== Directions ==
Give back every entry below, exactly as written.

═════ Stored data

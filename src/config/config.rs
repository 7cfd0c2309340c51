use serde::{Deserialize, Serialize};
use std::path::PathBuf;

/// 后端 API 配置
#[derive(Debug, Clone, Serialize, Deserialize)]
#[serde(default)]
pub struct ApiConfig {
    /// API 基础地址（对应 VITE_API_BASE_URL）
    pub base_url: String,
    /// 请求超时（秒）
    pub timeout_secs: u64,
    /// User-Agent 标识
    pub user_agent: String,
}

impl Default for ApiConfig {
    fn default() -> Self {
        Self {
            base_url: "http://localhost:8000/api".into(),
            timeout_secs: 30,
            user_agent: concat!("ai-tutor-client/", env!("CARGO_PKG_VERSION")).into(),
        }
    }
}

/// 模拟数据配置
#[derive(Debug, Clone, Serialize, Deserialize)]
#[serde(default)]
pub struct MockConfig {
    /// 是否启用模拟模式（对应 VITE_USE_MOCK）
    pub enabled: bool,
    /// 随机数种子，未设置时使用系统熵
    pub seed: Option<u64>,
    /// 是否模拟网络延迟
    pub latency: bool,
    /// 最小延迟（毫秒）
    pub min_delay_ms: u64,
    /// 最大延迟（毫秒）
    pub max_delay_ms: u64,
}

impl Default for MockConfig {
    fn default() -> Self {
        Self {
            enabled: false,
            seed: None,
            latency: true,
            min_delay_ms: 200,
            max_delay_ms: 2000,
        }
    }
}

impl MockConfig {
    /// 无延迟、固定种子的配置，供测试使用
    pub fn deterministic(seed: u64) -> Self {
        Self {
            enabled: true,
            seed: Some(seed),
            latency: false,
            ..Self::default()
        }
    }
}

/// 认证令牌配置
#[derive(Debug, Clone, Serialize, Deserialize)]
#[serde(default)]
pub struct AuthConfig {
    /// 令牌持久化文件，未设置时仅保存在内存中
    pub token_path: Option<PathBuf>,
    /// 令牌在存储中的键名
    pub token_key: String,
}

impl Default for AuthConfig {
    fn default() -> Self {
        Self {
            token_path: None,
            token_key: "auth_token".into(),
        }
    }
}

/// 日志配置
#[derive(Debug, Clone, Serialize, Deserialize, Default)]
#[serde(default)]
pub struct LoggingConfig {
    /// 日志级别
    pub level: String,
    /// 结构化日志格式
    pub structured: bool,
    /// 日志文件目录
    pub log_dir: Option<PathBuf>,
}

/// 客户端配置
///
/// 进程启动时构造一次，之后以引用方式注入到服务门面。
#[derive(Debug, Clone, Serialize, Deserialize, Default)]
#[serde(default)]
pub struct ClientConfig {
    /// 后端 API 配置
    pub api: ApiConfig,
    /// 模拟数据配置
    pub mock: MockConfig,
    /// 认证令牌配置
    pub auth: AuthConfig,
    /// 日志配置
    pub logging: LoggingConfig,
    /// 应用名称
    pub app_name: String,
    /// 环境
    pub environment: String,
}

impl ClientConfig {
    /// 创建开发环境配置
    pub fn development() -> Self {
        Self {
            api: ApiConfig::default(),
            mock: MockConfig {
                enabled: true,
                ..MockConfig::default()
            },
            auth: AuthConfig::default(),
            logging: LoggingConfig {
                level: "debug".into(),
                structured: false,
                log_dir: None,
            },
            app_name: "ai-tutor".into(),
            environment: "development".into(),
        }
    }

    /// 创建生产环境配置
    pub fn production() -> Self {
        let mut config = Self::development();
        config.environment = "production".into();
        config.mock.enabled = false;
        config.logging.level = "info".into();
        config.logging.structured = true;
        config.auth.token_path = Some(PathBuf::from("./.ai-tutor/storage.json"));
        config
    }
}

══════════

== Result of the task ==
filename src/config/config.rs
repository 7cfd0c2309340c51
use serde::{Deserialize, Serialize};
use std::path::PathBuf;

/// 后端 API 配置
#[derive(Debug, Clone, Serialize, Deserialize)]
#[serde(default)]
pub struct ApiConfig {
    /// API 基础地址（对应 VITE_API_BASE_URL）
    pub base_url: String,
    /// 请求超时（秒）
    pub timeout_secs: u64,
    /// User-Agent 标识
    pub user_agent: String,
}

impl Default for ApiConfig {
    fn default() -> Self {
        Self {
            base_url: "http://localhost:8000/api".into(),
            timeout_secs: 30,
            user_agent: concat!("ai-tutor-client/", env!("CARGO_PKG_VERSION")).into(),
        }
    }
}

/// 模拟数据配置
#[derive(Debug, Clone, Serialize, Deserialize)]
#[serde(default)]
pub struct MockConfig {
    /// 是否启用模拟模式（对应 VITE_USE_MOCK）
    pub enabled: bool,
    /// 随机数种子，未设置时使用系统熵
    pub seed: Option<u64>,
    /// 是否模拟网络延迟
    pub latency: bool,
    /// 最小延迟（毫秒）
    pub min_delay_ms: u64,
    /// 最大延迟（毫秒）
    pub max_delay_ms: u64,
}

impl Default for MockConfig {
    fn default() -> Self {
        Self {
            enabled: false,
            seed: None,
            latency: true,
            min_delay_ms: 200,
            max_delay_ms: 2000,
        }
    }
}

impl MockConfig {
    /// 无延迟、固定种子的配置，供测试使用
    pub fn deterministic(seed: u64) -> Self {
        Self {
            enabled: true,
            seed: Some(seed),
            latency: false,
            ..Self::default()
        }
    }
}

/// 认证令牌配置
#[derive(Debug, Clone, Serialize, Deserialize)]
#[serde(default)]
pub struct AuthConfig {
    /// 令牌持久化文件，未设置时仅保存在内存中
    pub token_path: Option<PathBuf>,
    /// 令牌在存储中的键名
    pub token_key: String,
}

impl Default for AuthConfig {
    fn default() -> Self {
        Self {
            token_path: None,
            token_key: "auth_token".into(),
        }
    }
}

/// 日志配置
#[derive(Debug, Clone, Serialize, Deserialize, Default)]
#[serde(default)]
pub struct LoggingConfig {
    /// 日志级别
    pub level: String,
    /// 结构化日志格式
    pub structured: bool,
    /// 日志文件目录
    pub log_dir: Option<PathBuf>,
}

/// 客户端配置
///
/// 进程启动时构造一次，之后以引用方式注入到服务门面。
#[derive(Debug, Clone, Serialize, Deserialize, Default)]
#[serde(default)]
pub struct ClientConfig {
    /// 后端 API 配置
    pub api: ApiConfig,
    /// 模拟数据配置
    pub mock: MockConfig,
    /// 认证令牌配置
    pub auth: AuthConfig,
    /// 日志配置
    pub logging: LoggingConfig,
    /// 应用名称
    pub app_name: String,
    /// 环境
    pub environment: String,
}

impl ClientConfig {
    /// 创建开发环境配置
    pub fn development() -> Self {
        Self {
            api: ApiConfig::default(),
            mock: MockConfig {
                enabled: true,
                ..MockConfig::default()
            },
            auth: AuthConfig::default(),
            logging: LoggingConfig {
                level: "debug".into(),
                structured: false,
                log_dir: None,
            },
            app_name: "ai-tutor".into(),
            environment: "development".into(),
        }
    }

    /// 创建生产环境配置
    pub fn production() -> Self {
        let mut config = Self::development();
        config.environment = "production".into();
        config.mock.enabled = false;
        config.logging.level = "info".into();
        config.logging.structured = true;
        config.auth.token_path = Some(PathBuf::from("./.ai-tutor/storage.json"));
        config
    }
}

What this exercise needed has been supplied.